3. Selbst, wenn es also das Instrument des Volksentscheides in Deutschland auf nationaler Ebene gäbe, wäre ich dagegen, z.B. die Auslandseinsätze der Bundeswehr als Gegenstand eines Volksentscheides zuzulassen. In Deutschland haben wir eine Parlamentsarmee, was ich ausdrücklich befürworte und auch im internationalen Vergleich für vorbildlich halte - das wissen Sie aus meinen Antworten auf Ihre vorhergegangenen Fragen. Auslandseinsätze in Afghanistan, dem Kosovo, Bosnien, im Libanon oder Kongo sind differenziert zu betrachten und erfordern eine Fülle von Hintergrundinformationen zu sensiblen Fragen, um in der Abwägung aller Argumente zu einer fundierten Meinung gelangen zu können -- es wäre unverantwortlich solche Themen in einer - auch von den Medien - emotional aufgeheizten Stimmung zu entscheiden. Man stelle sich nur vor, welche Versuchung damit für Terroristen verbunden wäre, über gezielte Anschläge die öffentliche Stimmung in der gewünschten Weise beeinflussen zu können -- und welche Macht man denen geben würde, die aus niederen Motiven vor Attentaten zur Manipulation der Abstimmung nicht zurückschrecken würden.
4. Ihre abschließende pauschale Frage, ob ich Angst vor dem Terror in Deutschland habe und wem ich dafür die Schuld geben würde, kann ich leider nur ebenso pauschal beantworten: Ich habe keine Angst und ich gebe die Schuld am Terror den Terroristen. Wenn ich in Folge unserer Afghanistanpolitik und den Drohgebärden von Terroristen reale Angst entwickeln würde, müsste ich zu dem Schluss kommen, dass es eine sicherere und im bessere Politik wäre, auf die Forderungen der Terroristen einzugehen. Die Folgen eines solchen Handelns habe ich Ihnen bereits in einer früheren Antwort dargelegt.
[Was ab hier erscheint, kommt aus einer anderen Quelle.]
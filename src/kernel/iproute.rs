// Linux kernel table access through the iproute2 `ip` command

use std::collections::HashMap;
use std::net::Ipv4Addr;
use std::process::Command;

use super::{KernelEvent, KernelRoute, KernelTable, RouteOrigin};
use crate::error::KernelError;
use crate::routes::addr::{self, prefix_to_mask};
use crate::routes::{Prefix, HOPCNT_INFINITY};

/// Routing protocol number the kernel shows as "rip"
pub const RTPROT_RIP: u8 = 189;

/// Installs routes with `ip route`, tagged with our protocol number.
///
/// Hop counts have no meaning to Linux, so every route goes in at one fixed
/// priority and unreachable routes become `unreachable` entries.
#[derive(Debug, Clone)]
pub struct IpRoute {
    protocol: u8,
    priority: u32,
}

impl IpRoute {
    pub fn new(priority: u32) -> Self {
        IpRoute {
            protocol: RTPROT_RIP,
            priority,
        }
    }

    fn route_args(&self, route: &KernelRoute) -> Vec<String> {
        let mut args = Vec::new();
        if route.metric >= HOPCNT_INFINITY {
            args.push("unreachable".to_string());
            args.push(route.prefix.to_string());
        } else {
            args.push(route.prefix.to_string());
            if route.gateway {
                args.push("via".to_string());
                args.push(route.gate.to_string());
            }
        }
        args.extend([
            "proto".to_string(),
            self.protocol.to_string(),
            "metric".to_string(),
            self.priority.to_string(),
        ]);
        args
    }

    fn run(&self, verb: &str, route: &KernelRoute, args: Vec<String>) -> Result<(), KernelError> {
        let output = Command::new("ip")
            .args(["route", verb])
            .args(&args)
            .output()
            .map_err(|e| KernelError::Command(format!("Failed to execute ip command: {}", e)))?;

        if output.status.success() {
            tracing::debug!("ip route {} {}", verb, args.join(" "));
            return Ok(());
        }
        let stderr = String::from_utf8_lossy(&output.stderr);
        Err(classify(route.prefix, &stderr))
    }
}

impl KernelTable for IpRoute {
    fn add(&mut self, route: &KernelRoute) -> Result<(), KernelError> {
        let args = self.route_args(route);
        self.run("add", route, args)
    }

    fn change(&mut self, route: &KernelRoute) -> Result<(), KernelError> {
        let args = self.route_args(route);
        self.run("replace", route, args)
    }

    fn delete(&mut self, route: &KernelRoute) -> Result<(), KernelError> {
        let args = vec![
            route.prefix.to_string(),
            "proto".to_string(),
            self.protocol.to_string(),
            "metric".to_string(),
            self.priority.to_string(),
        ];
        self.run("del", route, args)
    }
}

/// Map `ip` error output onto the kernel error taxonomy
fn classify(prefix: Prefix, stderr: &str) -> KernelError {
    if stderr.contains("File exists") {
        KernelError::Exists(prefix)
    } else if stderr.contains("No such process") || stderr.contains("No such file") {
        KernelError::NoSuchRoute(prefix)
    } else {
        KernelError::Rejected {
            prefix,
            reason: stderr.trim().to_string(),
        }
    }
}

/// Read the IPv4 main table
pub fn get_routing_table() -> Result<Vec<(KernelRoute, RouteOrigin)>, KernelError> {
    // Try using `ip -json route show` first
    let output = Command::new("ip")
        .args(["-json", "-4", "route", "show", "table", "main"])
        .output()
        .map_err(|e| KernelError::Command(format!("Failed to execute ip command: {}", e)))?;

    if output.status.success() {
        let stdout = String::from_utf8_lossy(&output.stdout);
        return parse_ip_json(&stdout);
    }

    // Fallback to parsing `ip route show` (non-JSON)
    let output = Command::new("ip")
        .args(["-4", "route", "show", "table", "main"])
        .output()
        .map_err(|e| KernelError::Command(format!("Failed to execute ip command: {}", e)))?;

    if !output.status.success() {
        return Err(KernelError::Command("Failed to get routing table".to_string()));
    }

    let stdout = String::from_utf8_lossy(&output.stdout);
    Ok(parse_ip_route(&stdout))
}

/// Link names and whether each is up
pub fn get_links() -> Result<Vec<(String, bool)>, KernelError> {
    let output = Command::new("ip")
        .args(["-json", "link", "show"])
        .output()
        .map_err(|e| KernelError::Command(format!("Failed to execute ip command: {}", e)))?;

    if !output.status.success() {
        return Err(KernelError::Command("Failed to get link state".to_string()));
    }
    let stdout = String::from_utf8_lossy(&output.stdout);
    parse_links_json(&stdout)
}

fn parse_dst(dst: &str) -> Option<Prefix> {
    if dst == "default" {
        return Some(Prefix::DEFAULT);
    }
    let (addr, len) = match dst.split_once('/') {
        Some((a, l)) => (a, l.parse::<u8>().ok()?),
        None => (dst, 32),
    };
    let addr: Ipv4Addr = addr.parse().ok()?;
    Some(Prefix::new(addr::host(addr), prefix_to_mask(len)))
}

fn origin_of(protocol: &str) -> RouteOrigin {
    match protocol {
        "rip" => RouteOrigin::Ours,
        "redirect" => RouteOrigin::Redirect,
        p if p.parse::<u8>().ok() == Some(RTPROT_RIP) => RouteOrigin::Ours,
        _ => RouteOrigin::Foreign,
    }
}

/// Linux priorities double as hop counts only when they look like one
fn metric_of(priority: u64, origin: RouteOrigin, unreachable: bool) -> u8 {
    if unreachable {
        return HOPCNT_INFINITY;
    }
    match origin {
        RouteOrigin::Foreign if (1..HOPCNT_INFINITY as u64).contains(&priority) => priority as u8,
        _ => 0,
    }
}

fn parse_ip_json(json_str: &str) -> Result<Vec<(KernelRoute, RouteOrigin)>, KernelError> {
    // Parse JSON output from `ip -json route show`
    let routes: Vec<serde_json::Value> = serde_json::from_str(json_str)
        .map_err(|e| KernelError::Parse(format!("Failed to parse JSON: {}", e)))?;

    let mut parsed_routes = Vec::new();

    for route in routes {
        let destination = route
            .get("dst")
            .and_then(|v| v.as_str())
            .unwrap_or("default");
        let Some(prefix) = parse_dst(destination) else {
            continue;
        };

        let kind = route.get("type").and_then(|v| v.as_str()).unwrap_or("unicast");
        let unreachable = match kind {
            "unicast" => false,
            "unreachable" | "blackhole" | "prohibit" => true,
            _ => continue,
        };

        let gateway: Option<Ipv4Addr> = route
            .get("gateway")
            .and_then(|v| v.as_str())
            .and_then(|s| s.parse().ok());

        let protocol = route
            .get("protocol")
            .and_then(|v| v.as_str())
            .unwrap_or("boot");
        let origin = origin_of(protocol);

        let priority = route.get("metric").and_then(|v| v.as_u64()).unwrap_or(0);

        parsed_routes.push((
            KernelRoute {
                prefix,
                gate: gateway.unwrap_or(Ipv4Addr::UNSPECIFIED),
                metric: metric_of(priority, origin, unreachable),
                gateway: gateway.is_some(),
            },
            origin,
        ));
    }

    Ok(parsed_routes)
}

fn parse_ip_route(output: &str) -> Vec<(KernelRoute, RouteOrigin)> {
    // Parse non-JSON output from `ip route show`
    let mut routes = Vec::new();

    for line in output.lines() {
        let mut parts: Vec<&str> = line.split_whitespace().collect();
        let unreachable = match parts.first() {
            Some(&"unreachable") | Some(&"blackhole") | Some(&"prohibit") => {
                parts.remove(0);
                true
            }
            Some(&"local") | Some(&"broadcast") | Some(&"multicast") => continue,
            _ => false,
        };
        let Some(prefix) = parts.first().and_then(|d| parse_dst(d)) else {
            continue;
        };

        let mut gateway: Option<Ipv4Addr> = None;
        let mut protocol = "boot";
        let mut priority = 0;

        let mut i = 1;
        while i < parts.len() {
            match (parts.get(i).copied(), parts.get(i + 1)) {
                (Some("via"), Some(gw)) => {
                    gateway = gw.parse().ok();
                    i += 2;
                }
                (Some("proto"), Some(p)) => {
                    protocol = p;
                    i += 2;
                }
                (Some("metric"), Some(m)) => {
                    priority = m.parse().unwrap_or(0);
                    i += 2;
                }
                _ => {
                    i += 1;
                }
            }
        }

        let origin = origin_of(protocol);
        routes.push((
            KernelRoute {
                prefix,
                gate: gateway.unwrap_or(Ipv4Addr::UNSPECIFIED),
                metric: metric_of(priority, origin, unreachable),
                gateway: gateway.is_some(),
            },
            origin,
        ));
    }

    routes
}

fn parse_links_json(json_str: &str) -> Result<Vec<(String, bool)>, KernelError> {
    let links: Vec<serde_json::Value> = serde_json::from_str(json_str)
        .map_err(|e| KernelError::Parse(format!("Failed to parse JSON: {}", e)))?;

    Ok(links
        .iter()
        .filter_map(|link| {
            let name = link.get("ifname")?.as_str()?.to_string();
            let admin_up = link
                .get("flags")
                .and_then(|v| v.as_array())
                .is_some_and(|flags| flags.iter().any(|f| f.as_str() == Some("UP")));
            let oper_down = link.get("operstate").and_then(|v| v.as_str()) == Some("DOWN");
            Some((name, admin_up && !oper_down))
        })
        .collect())
}

/// Turns periodic snapshots of the kernel tables into change notifications
#[derive(Debug, Default)]
pub struct KernelWatcher {
    routes: HashMap<Prefix, (KernelRoute, RouteOrigin)>,
    links: HashMap<String, bool>,
}

impl KernelWatcher {
    pub fn new() -> Self {
        KernelWatcher::default()
    }

    /// Read the kernel and report what changed since the last call.
    /// The first call reports everything.
    pub fn poll(&mut self) -> Result<Vec<KernelEvent>, KernelError> {
        let routes = get_routing_table()?;
        let links = get_links()?;
        Ok(self.diff(routes, links))
    }

    fn diff(
        &mut self,
        routes: Vec<(KernelRoute, RouteOrigin)>,
        links: Vec<(String, bool)>,
    ) -> Vec<KernelEvent> {
        let mut events = Vec::new();

        let current: HashMap<Prefix, (KernelRoute, RouteOrigin)> =
            routes.into_iter().map(|r| (r.0.prefix, r)).collect();
        for (prefix, (route, origin)) in &current {
            if self.routes.get(prefix) != Some(&(*route, *origin)) {
                events.push(KernelEvent::Added(*route, *origin));
            }
        }
        for prefix in self.routes.keys() {
            if !current.contains_key(prefix) {
                events.push(KernelEvent::Removed(*prefix));
            }
        }
        self.routes = current;

        for (name, up) in links {
            let before = self.links.insert(name.clone(), up);
            match (before, up) {
                (Some(was), now) if was == now => {}
                (_, true) => events.push(KernelEvent::LinkUp(name)),
                (_, false) => events.push(KernelEvent::LinkDown(name)),
            }
        }

        events
    }
}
Mit einem Abzug der Bundeswehr aus Afghanistan würden wir gleichzeitig das langfristig angelegte Projekt des Zivilen Aufbaus aufgeben müssen, da ohne einen militärischen Schutz solche Herausforderungen zur Herstellung einer stabilen politischen Ordnung in Afghanistan nicht zu bewältigen sind. DANN hätten die Terroristen ihr Ziele erreicht - was weder in unserem Sinne noch in dem der Menschen Afghanistans sein kann.